CF’s rally reflects the surge in nitrogen fertilizer prices amid supply disruptions stemming from the war in the Middle East. Urea prices have shot up amid supply concerns following the closure of the Strait of Hormuz, a critical supply corridor, by Iran.
This fertilizer maker is expected to post quarterly earnings of $2.12 per share in its upcoming report, which represents a year-over-year change of +14.6%. Revenues are expected to be $1.74 billion, up 4.7% from the year-ago quarter.
Earnings and revenue growth expectations certainly give a good sense of the potential strength in a stock, but empirical research shows that trends in earnings estimate revisions are strongly correlated with near-term stock price movements.
For CF, the consensus EPS estimate for the quarter has been revised 9.1% higher over the last 30 days to the current level. And a positive trend in earnings estimate revision usually translates into price appreciation. So, make sure to keep an eye on CF going forward to see if this recent jump can turn into more strength down the road.
The stock currently carries a Zacks Rank #3 (Hold). You can see the complete list of today's Zacks Rank #1 (Strong Buy) stocks here >>>>
CF is a member of the Zacks Fertilizers industry.

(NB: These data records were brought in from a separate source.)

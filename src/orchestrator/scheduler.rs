//! Batch scheduler - main orchestration loop
//!
//! Partitions the target list into fixed-size batches, runs every target of a
//! batch concurrently, and waits for the whole batch (retries included) before
//! pacing into the next one.

use crate::orchestrator::progress::{self, ProgressCallback, ProgressSnapshot};
use crate::orchestrator::report::{self, OrchestrationReport};
use crate::orchestrator::{OrchestrationOptions, OutcomeLists, Target, TargetOutcome};
use crate::persistence::Persistence;
use crate::provider::ProviderFactory;
use crate::ConfigError;
use chrono::{DateTime, Utc};
use futures::stream::{FuturesUnordered, StreamExt};
use std::sync::{Arc, Mutex, MutexGuard, PoisonError};
use tokio::time::{sleep, Instant};

type TargetFilter = Box<dyn Fn(&Target) -> bool + Send + Sync>;

/// Result lists of one run and when it started
#[derive(Debug)]
pub(crate) struct RunState {
    pub(crate) lists: OutcomeLists,
    pub(crate) started_at: DateTime<Utc>,
}

impl RunState {
    fn start() -> Self {
        Self {
            lists: OutcomeLists::default(),
            started_at: Utc::now(),
        }
    }
}

/// Multi-target scrape orchestrator
///
/// Every [`Orchestrator::scrape_all`] call accumulates into its own result
/// lists, so overlapping runs on one instance never see each other's
/// outcomes. The lists of the most recently finished run are kept for
/// [`Orchestrator::compute_snapshot`] and [`Orchestrator::build_report`].
pub struct Orchestrator {
    pub(crate) options: OrchestrationOptions,
    pub(crate) factory: Arc<dyn ProviderFactory>,
    pub(crate) persistence: Option<Arc<dyn Persistence>>,
    filter: Option<TargetFilter>,
    last_run: Mutex<RunState>,
}

impl Orchestrator {
    /// Creates a new orchestrator
    ///
    /// # Arguments
    ///
    /// * `options` - Run-wide settings, validated here
    /// * `factory` - Resolves provider type tags to fresh provider instances
    ///
    /// # Returns
    ///
    /// * `Ok(Orchestrator)` - Ready to run
    /// * `Err(ConfigError)` - The options violate an invariant
    pub fn new(
        options: OrchestrationOptions,
        factory: Arc<dyn ProviderFactory>,
    ) -> Result<Self, ConfigError> {
        options.validate()?;

        Ok(Self {
            options,
            factory,
            persistence: None,
            filter: None,
            last_run: Mutex::new(RunState::start()),
        })
    }

    /// Attaches the sink used when `save_to_database` is enabled
    pub fn with_persistence(mut self, persistence: Arc<dyn Persistence>) -> Self {
        self.persistence = Some(persistence);
        self
    }

    /// Excludes targets for which `filter` returns false; they are reported as skipped
    pub fn with_filter<F>(mut self, filter: F) -> Self
    where
        F: Fn(&Target) -> bool + Send + Sync + 'static,
    {
        self.filter = Some(Box::new(filter));
        self
    }

    pub fn options(&self) -> &OrchestrationOptions {
        &self.options
    }

    /// Scrapes every target and returns the final report
    ///
    /// Targets run `concurrency` at a time. Each batch is a barrier: batch N
    /// finishes completely before batch N + 1 starts, with
    /// `delay_between_batches` in between. `on_progress` is called once per
    /// finished batch. Per-target failures end up in the report; this method
    /// itself never fails.
    pub async fn scrape_all(
        &self,
        targets: &[Target],
        mut on_progress: Option<ProgressCallback<'_>>,
    ) -> OrchestrationReport {
        let started = Instant::now();
        let mut run = RunState::start();
        let runnable = self.partition(targets, &mut run.lists);

        let batch_size = self.options.concurrency.max(1);
        let total_batches = self.options.total_batches(runnable.len());

        tracing::info!(
            targets = runnable.len(),
            skipped = run.lists.skipped.len(),
            batch_size,
            total_batches,
            "Starting scrape run"
        );

        for (index, batch) in runnable.chunks(batch_size).enumerate() {
            let current_batch = index + 1;
            tracing::info!(
                batch = current_batch,
                total_batches,
                size = batch.len(),
                "Starting batch"
            );

            let mut pending: FuturesUnordered<_> = batch
                .iter()
                .enumerate()
                .map(|(position, target)| self.run_staggered(target, position))
                .collect();
            while let Some(outcome) = pending.next().await {
                run.lists.record(outcome);
            }

            let snapshot = progress::compute_snapshot(
                &run.lists,
                current_batch,
                total_batches,
                runnable.len(),
            );
            tracing::info!(
                batch = snapshot.current_batch,
                total_batches = snapshot.total_batches,
                completed = snapshot.completed,
                total = snapshot.total,
                successful = snapshot.successful,
                failed = snapshot.failed,
                "Progress: {:.1}% success",
                snapshot.success_rate
            );
            if let Some(callback) = on_progress.as_deref_mut() {
                callback(&snapshot);
            }

            if current_batch < total_batches {
                tracing::debug!(
                    delay_ms = self.options.delay_between_batches,
                    "Waiting before next batch"
                );
                sleep(self.options.batch_delay()).await;
            }
        }

        let duration_ms = started.elapsed().as_millis() as u64;
        let report = report::build_report(&run.lists, run.started_at, duration_ms);
        *self.last_run() = run;

        tracing::info!(
            total = report.summary.total,
            successful = report.summary.successful,
            failed = report.summary.failed,
            skipped = report.summary.skipped,
            duration = %report.summary.duration,
            "Scrape run completed"
        );
        report
    }

    /// Progress of the most recently finished run; pure read
    pub fn compute_snapshot(
        &self,
        current_batch: usize,
        total_batches: usize,
        total_targets: usize,
    ) -> ProgressSnapshot {
        progress::compute_snapshot(
            &self.last_run().lists,
            current_batch,
            total_batches,
            total_targets,
        )
    }

    /// Report over the most recently finished run, as if it lasted `duration_ms`
    pub fn build_report(&self, duration_ms: u64) -> OrchestrationReport {
        let run = self.last_run();
        report::build_report(&run.lists, run.started_at, duration_ms)
    }

    /// Splits off filtered targets into `lists.skipped`, returning the rest
    fn partition<'a>(&self, targets: &'a [Target], lists: &mut OutcomeLists) -> Vec<&'a Target> {
        let mut runnable = Vec::with_capacity(targets.len());
        for target in targets {
            match &self.filter {
                Some(filter) if !filter(target) => {
                    tracing::debug!(
                        target_id = %target.id,
                        target_name = %target.name,
                        "Skipping target"
                    );
                    lists.skipped.push(target.clone());
                }
                _ => runnable.push(target),
            }
        }
        runnable
    }

    async fn run_staggered(&self, target: &Target, position: usize) -> TargetOutcome {
        let offset = self.options.target_stagger(position);
        if !offset.is_zero() {
            sleep(offset).await;
        }
        self.run_with_retry(target).await
    }

    fn last_run(&self) -> MutexGuard<'_, RunState> {
        self.last_run.lock().unwrap_or_else(PoisonError::into_inner)
    }
}

impl std::fmt::Debug for Orchestrator {
    fn fmt(&self, f: &mut std::fmt::Formatter<'_>) -> std::fmt::Result {
        f.debug_struct("Orchestrator")
            .field("options", &self.options)
            .field("persistence", &self.persistence.is_some())
            .field("filter", &self.filter.is_some())
            .finish()
    }
}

One other stock in the same industry, Nutrien (NTR), finished the last trading session 5.8% higher at $83.94. NTR has returned 8.5% over the past month.
For Nutrien, the consensus EPS estimate for the upcoming report has remained unchanged over the past month at $0.49. This represents a change of +345.5% from what the company reported a year ago. Nutrien currently has a Zacks Rank of #3 (Hold).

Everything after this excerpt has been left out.